Find how many lines in the data below include the word "spawn", then write only that number.
== RECORDS PROVIDED
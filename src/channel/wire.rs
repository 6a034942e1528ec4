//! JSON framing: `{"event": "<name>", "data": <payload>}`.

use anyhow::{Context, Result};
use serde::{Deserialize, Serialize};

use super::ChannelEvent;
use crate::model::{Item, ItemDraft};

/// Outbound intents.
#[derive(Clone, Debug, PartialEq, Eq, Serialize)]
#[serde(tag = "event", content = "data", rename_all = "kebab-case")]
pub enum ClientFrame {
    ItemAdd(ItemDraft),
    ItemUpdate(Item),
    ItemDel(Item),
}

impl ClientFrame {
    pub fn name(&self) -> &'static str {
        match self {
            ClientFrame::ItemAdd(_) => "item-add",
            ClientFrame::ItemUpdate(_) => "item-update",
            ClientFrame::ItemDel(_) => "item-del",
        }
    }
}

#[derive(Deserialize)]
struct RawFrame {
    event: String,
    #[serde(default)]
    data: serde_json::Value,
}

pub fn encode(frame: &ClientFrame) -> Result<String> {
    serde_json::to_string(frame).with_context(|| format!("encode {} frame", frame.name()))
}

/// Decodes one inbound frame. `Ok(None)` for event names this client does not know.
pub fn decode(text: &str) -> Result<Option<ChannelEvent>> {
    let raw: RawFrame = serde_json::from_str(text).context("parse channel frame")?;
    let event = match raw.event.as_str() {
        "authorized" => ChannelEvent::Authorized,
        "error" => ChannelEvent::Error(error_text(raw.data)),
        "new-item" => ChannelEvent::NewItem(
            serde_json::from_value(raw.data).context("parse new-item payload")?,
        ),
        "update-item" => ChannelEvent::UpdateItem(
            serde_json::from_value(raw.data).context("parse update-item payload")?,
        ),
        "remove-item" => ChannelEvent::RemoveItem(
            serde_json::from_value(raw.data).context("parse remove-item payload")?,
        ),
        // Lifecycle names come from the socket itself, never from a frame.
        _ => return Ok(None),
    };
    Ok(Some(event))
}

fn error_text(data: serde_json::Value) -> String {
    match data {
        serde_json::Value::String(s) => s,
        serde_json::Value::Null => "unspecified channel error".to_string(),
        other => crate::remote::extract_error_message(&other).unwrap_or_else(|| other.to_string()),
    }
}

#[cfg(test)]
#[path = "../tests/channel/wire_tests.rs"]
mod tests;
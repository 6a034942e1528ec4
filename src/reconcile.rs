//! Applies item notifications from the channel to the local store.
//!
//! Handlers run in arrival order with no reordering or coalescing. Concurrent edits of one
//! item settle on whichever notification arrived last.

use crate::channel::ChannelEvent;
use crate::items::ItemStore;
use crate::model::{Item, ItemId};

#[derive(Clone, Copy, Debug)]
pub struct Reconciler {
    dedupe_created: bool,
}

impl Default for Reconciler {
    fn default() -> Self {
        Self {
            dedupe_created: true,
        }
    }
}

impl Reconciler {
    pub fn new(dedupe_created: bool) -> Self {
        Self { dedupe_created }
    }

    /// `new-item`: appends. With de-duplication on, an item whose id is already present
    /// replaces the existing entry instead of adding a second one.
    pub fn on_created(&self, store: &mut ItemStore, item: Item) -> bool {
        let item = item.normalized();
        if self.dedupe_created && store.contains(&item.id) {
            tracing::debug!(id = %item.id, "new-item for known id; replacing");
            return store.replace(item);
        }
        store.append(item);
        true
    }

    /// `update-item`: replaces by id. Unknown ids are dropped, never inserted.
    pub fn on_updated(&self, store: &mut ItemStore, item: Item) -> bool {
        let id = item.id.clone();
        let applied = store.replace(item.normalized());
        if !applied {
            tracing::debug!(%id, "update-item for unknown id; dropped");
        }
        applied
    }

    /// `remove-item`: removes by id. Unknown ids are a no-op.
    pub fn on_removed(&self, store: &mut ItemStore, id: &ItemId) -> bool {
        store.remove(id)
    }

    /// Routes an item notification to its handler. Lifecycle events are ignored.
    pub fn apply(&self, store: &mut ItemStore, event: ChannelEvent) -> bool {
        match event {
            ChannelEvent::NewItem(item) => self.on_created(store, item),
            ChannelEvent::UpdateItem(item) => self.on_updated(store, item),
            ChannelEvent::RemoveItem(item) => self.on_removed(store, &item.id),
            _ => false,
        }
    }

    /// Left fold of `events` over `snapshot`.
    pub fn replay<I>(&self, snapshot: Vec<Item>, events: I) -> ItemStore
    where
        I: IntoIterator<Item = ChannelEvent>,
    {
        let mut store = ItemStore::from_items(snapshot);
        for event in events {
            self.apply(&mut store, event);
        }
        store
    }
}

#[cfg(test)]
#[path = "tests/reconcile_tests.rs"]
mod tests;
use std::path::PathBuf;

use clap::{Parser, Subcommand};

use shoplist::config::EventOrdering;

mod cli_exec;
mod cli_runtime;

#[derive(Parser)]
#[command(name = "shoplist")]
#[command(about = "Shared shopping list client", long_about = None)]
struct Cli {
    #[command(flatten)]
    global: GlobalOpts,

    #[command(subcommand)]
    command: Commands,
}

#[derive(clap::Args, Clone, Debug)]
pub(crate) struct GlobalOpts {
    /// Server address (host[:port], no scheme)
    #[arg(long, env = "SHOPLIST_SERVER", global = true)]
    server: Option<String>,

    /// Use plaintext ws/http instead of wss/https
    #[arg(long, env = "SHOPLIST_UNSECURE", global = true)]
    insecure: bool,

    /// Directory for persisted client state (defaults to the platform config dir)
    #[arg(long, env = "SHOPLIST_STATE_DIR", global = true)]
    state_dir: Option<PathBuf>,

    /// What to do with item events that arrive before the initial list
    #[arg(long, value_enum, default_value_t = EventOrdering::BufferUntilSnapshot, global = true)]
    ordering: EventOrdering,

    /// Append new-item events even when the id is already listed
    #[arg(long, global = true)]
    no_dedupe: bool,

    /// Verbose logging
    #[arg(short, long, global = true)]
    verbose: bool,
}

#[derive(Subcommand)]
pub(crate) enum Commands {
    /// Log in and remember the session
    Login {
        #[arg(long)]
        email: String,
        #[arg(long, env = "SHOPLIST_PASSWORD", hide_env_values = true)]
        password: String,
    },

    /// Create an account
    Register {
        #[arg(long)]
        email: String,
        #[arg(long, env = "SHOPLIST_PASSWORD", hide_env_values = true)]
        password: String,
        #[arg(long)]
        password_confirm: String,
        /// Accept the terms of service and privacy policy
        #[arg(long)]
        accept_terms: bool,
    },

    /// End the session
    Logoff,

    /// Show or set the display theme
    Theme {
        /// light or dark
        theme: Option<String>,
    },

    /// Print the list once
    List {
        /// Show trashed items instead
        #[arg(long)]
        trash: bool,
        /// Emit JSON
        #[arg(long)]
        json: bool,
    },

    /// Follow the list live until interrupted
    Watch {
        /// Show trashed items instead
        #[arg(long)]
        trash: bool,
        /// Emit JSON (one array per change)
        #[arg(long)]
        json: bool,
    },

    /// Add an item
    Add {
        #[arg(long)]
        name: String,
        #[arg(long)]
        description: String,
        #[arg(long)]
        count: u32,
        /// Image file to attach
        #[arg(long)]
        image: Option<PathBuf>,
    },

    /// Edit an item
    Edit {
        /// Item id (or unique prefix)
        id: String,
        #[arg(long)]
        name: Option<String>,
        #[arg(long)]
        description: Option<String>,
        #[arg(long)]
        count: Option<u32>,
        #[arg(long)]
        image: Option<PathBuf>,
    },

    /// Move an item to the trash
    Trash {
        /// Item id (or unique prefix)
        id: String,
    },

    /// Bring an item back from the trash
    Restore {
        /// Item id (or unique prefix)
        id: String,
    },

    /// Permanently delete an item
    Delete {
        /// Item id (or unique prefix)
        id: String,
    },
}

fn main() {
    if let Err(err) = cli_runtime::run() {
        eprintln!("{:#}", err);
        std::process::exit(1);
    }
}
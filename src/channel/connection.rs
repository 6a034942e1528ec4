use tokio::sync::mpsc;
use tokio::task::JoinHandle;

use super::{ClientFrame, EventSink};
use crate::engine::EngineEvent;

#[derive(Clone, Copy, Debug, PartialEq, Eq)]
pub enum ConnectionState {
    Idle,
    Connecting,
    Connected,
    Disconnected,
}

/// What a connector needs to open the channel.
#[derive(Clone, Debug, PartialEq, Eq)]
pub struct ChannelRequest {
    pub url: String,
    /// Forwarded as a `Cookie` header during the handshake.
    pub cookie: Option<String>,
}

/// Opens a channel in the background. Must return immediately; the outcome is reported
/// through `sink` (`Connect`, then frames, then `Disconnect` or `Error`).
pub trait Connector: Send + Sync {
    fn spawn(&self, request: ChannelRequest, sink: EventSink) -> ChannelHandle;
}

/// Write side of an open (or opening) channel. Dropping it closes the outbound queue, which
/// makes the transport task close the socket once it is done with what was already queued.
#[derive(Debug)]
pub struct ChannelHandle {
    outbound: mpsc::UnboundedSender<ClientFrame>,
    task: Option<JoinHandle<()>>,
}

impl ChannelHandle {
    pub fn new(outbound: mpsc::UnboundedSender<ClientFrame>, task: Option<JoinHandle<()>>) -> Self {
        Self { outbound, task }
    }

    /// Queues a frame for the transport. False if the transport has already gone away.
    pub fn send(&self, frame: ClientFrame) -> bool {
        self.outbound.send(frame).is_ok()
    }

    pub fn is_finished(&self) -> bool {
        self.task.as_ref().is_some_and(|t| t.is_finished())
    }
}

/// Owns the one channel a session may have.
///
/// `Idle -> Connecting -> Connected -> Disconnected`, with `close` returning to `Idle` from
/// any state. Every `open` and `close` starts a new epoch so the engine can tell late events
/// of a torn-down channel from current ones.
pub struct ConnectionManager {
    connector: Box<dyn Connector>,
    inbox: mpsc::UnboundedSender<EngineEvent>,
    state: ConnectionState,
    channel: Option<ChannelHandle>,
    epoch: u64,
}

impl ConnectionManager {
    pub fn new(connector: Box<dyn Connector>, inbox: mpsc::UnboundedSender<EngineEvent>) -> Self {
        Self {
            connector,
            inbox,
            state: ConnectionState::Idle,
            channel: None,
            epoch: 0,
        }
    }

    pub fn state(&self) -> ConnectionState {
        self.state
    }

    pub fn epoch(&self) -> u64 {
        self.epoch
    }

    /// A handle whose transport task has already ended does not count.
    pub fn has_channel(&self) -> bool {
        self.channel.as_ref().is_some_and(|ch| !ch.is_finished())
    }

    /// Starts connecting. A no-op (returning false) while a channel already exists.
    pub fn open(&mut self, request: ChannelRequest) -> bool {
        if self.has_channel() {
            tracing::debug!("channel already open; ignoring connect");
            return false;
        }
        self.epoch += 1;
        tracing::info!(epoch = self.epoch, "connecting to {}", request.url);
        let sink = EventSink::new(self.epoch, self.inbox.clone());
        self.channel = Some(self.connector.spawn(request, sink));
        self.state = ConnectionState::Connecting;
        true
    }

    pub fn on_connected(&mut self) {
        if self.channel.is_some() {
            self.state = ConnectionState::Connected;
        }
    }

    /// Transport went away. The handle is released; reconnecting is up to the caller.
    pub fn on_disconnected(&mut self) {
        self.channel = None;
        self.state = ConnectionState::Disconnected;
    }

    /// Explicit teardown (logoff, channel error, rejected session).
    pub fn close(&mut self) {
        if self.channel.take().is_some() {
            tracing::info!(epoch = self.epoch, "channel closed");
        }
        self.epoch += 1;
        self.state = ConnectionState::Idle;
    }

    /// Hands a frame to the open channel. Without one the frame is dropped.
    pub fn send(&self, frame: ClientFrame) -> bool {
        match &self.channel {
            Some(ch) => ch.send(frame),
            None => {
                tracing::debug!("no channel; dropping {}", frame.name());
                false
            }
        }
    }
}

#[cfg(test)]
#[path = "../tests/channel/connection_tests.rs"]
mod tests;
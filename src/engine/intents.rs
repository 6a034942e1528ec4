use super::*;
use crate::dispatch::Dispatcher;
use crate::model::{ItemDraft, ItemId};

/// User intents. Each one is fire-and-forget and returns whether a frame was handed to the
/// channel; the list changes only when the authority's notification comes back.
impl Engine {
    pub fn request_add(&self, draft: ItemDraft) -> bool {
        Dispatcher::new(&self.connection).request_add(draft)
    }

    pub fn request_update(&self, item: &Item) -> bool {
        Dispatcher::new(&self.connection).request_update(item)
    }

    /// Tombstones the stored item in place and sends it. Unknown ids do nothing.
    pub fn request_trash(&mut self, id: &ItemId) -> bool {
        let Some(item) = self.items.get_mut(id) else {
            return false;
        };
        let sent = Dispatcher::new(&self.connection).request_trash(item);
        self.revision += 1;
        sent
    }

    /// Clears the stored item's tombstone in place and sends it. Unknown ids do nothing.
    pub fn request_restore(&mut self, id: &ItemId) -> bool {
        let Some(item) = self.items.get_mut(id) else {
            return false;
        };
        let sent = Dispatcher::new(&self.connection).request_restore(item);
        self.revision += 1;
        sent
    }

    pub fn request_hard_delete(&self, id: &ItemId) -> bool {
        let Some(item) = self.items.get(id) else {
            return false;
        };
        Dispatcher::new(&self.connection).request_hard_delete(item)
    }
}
====
> [EXERCISE RESULT]: 2